Stored data
#####

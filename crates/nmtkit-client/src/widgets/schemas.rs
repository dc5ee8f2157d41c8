//! Widgets API payloads.

use serde::{Deserialize, Serialize};

/// A widget to create.
#[derive(Clone, Debug, Default, PartialEq, Eq, Serialize, Deserialize)]
pub struct WidgetCreate {
    /// Widget name.
    pub name: String,
    /// Height, with units.
    #[serde(default)]
    pub height: Option<String>,
    /// Mass, with units.
    #[serde(default)]
    pub mass: Option<String>,
    /// Force.
    #[serde(default)]
    pub force: Option<i64>,
}

impl WidgetCreate {
    /// A widget called `name` with no measurements.
    pub fn named<S: Into<String>>(name: S) -> Self {
        Self {
            name: name.into(),
            ..Default::default()
        }
    }
}

/// A stored widget.
#[derive(Clone, Debug, PartialEq, Eq, Serialize, Deserialize)]
pub struct WidgetRead {
    /// Widget ID.
    pub id: i64,
    /// Widget name.
    pub name: String,
    /// Height, with units.
    #[serde(default)]
    pub height: Option<String>,
    /// Mass, with units.
    #[serde(default)]
    pub mass: Option<String>,
    /// Force.
    #[serde(default)]
    pub force: Option<i64>,
}

/// Request to start a zap task on a widget.
#[derive(Clone, Copy, Debug, PartialEq, Eq, Serialize, Deserialize)]
pub struct WidgetZap {
    /// How long to zap for, in seconds.
    #[serde(default = "default_zap_duration")]
    pub duration: i64,
}

fn default_zap_duration() -> i64 {
    10
}

impl Default for WidgetZap {
    fn default() -> Self {
        Self {
            duration: default_zap_duration(),
        }
    }
}

/// Status of a zap task.
#[derive(Clone, Debug, PartialEq, Eq, Serialize, Deserialize)]
pub struct WidgetZapTask {
    /// Task UUID.
    pub uuid: String,
    /// Task state, `UNKNOWN` when not reported.
    #[serde(default = "default_state")]
    pub state: String,
    /// ID of the zapped widget.
    pub id: i64,
    /// Requested duration, in seconds.
    pub duration: i64,
    /// Seconds the task has run so far.
    pub runtime: i64,
}

fn default_state() -> String {
    "UNKNOWN".to_string()
}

#####

What to do:
In full and without deviation, reproduce the entries above.

Solution for this exercise:
filename crates/nmtkit-client/src/widgets/schemas.rs
repository dc5ee8f2157d41c8
//! Widgets API payloads.

use serde::{Deserialize, Serialize};

/// A widget to create.
#[derive(Clone, Debug, Default, PartialEq, Eq, Serialize, Deserialize)]
pub struct WidgetCreate {
    /// Widget name.
    pub name: String,
    /// Height, with units.
    #[serde(default)]
    pub height: Option<String>,
    /// Mass, with units.
    #[serde(default)]
    pub mass: Option<String>,
    /// Force.
    #[serde(default)]
    pub force: Option<i64>,
}

impl WidgetCreate {
    /// A widget called `name` with no measurements.
    pub fn named<S: Into<String>>(name: S) -> Self {
        Self {
            name: name.into(),
            ..Default::default()
        }
    }
}

/// A stored widget.
#[derive(Clone, Debug, PartialEq, Eq, Serialize, Deserialize)]
pub struct WidgetRead {
    /// Widget ID.
    pub id: i64,
    /// Widget name.
    pub name: String,
    /// Height, with units.
    #[serde(default)]
    pub height: Option<String>,
    /// Mass, with units.
    #[serde(default)]
    pub mass: Option<String>,
    /// Force.
    #[serde(default)]
    pub force: Option<i64>,
}

/// Request to start a zap task on a widget.
#[derive(Clone, Copy, Debug, PartialEq, Eq, Serialize, Deserialize)]
pub struct WidgetZap {
    /// How long to zap for, in seconds.
    #[serde(default = "default_zap_duration")]
    pub duration: i64,
}

fn default_zap_duration() -> i64 {
    10
}

impl Default for WidgetZap {
    fn default() -> Self {
        Self {
            duration: default_zap_duration(),
        }
    }
}

/// Status of a zap task.
#[derive(Clone, Debug, PartialEq, Eq, Serialize, Deserialize)]
pub struct WidgetZapTask {
    /// Task UUID.
    pub uuid: String,
    /// Task state, `UNKNOWN` when not reported.
    #[serde(default = "default_state")]
    pub state: String,
    /// ID of the zapped widget.
    pub id: i64,
    /// Requested duration, in seconds.
    pub duration: i64,
    /// Seconds the task has run so far.
    pub runtime: i64,
}

fn default_state() -> String {
    "UNKNOWN".to_string()
}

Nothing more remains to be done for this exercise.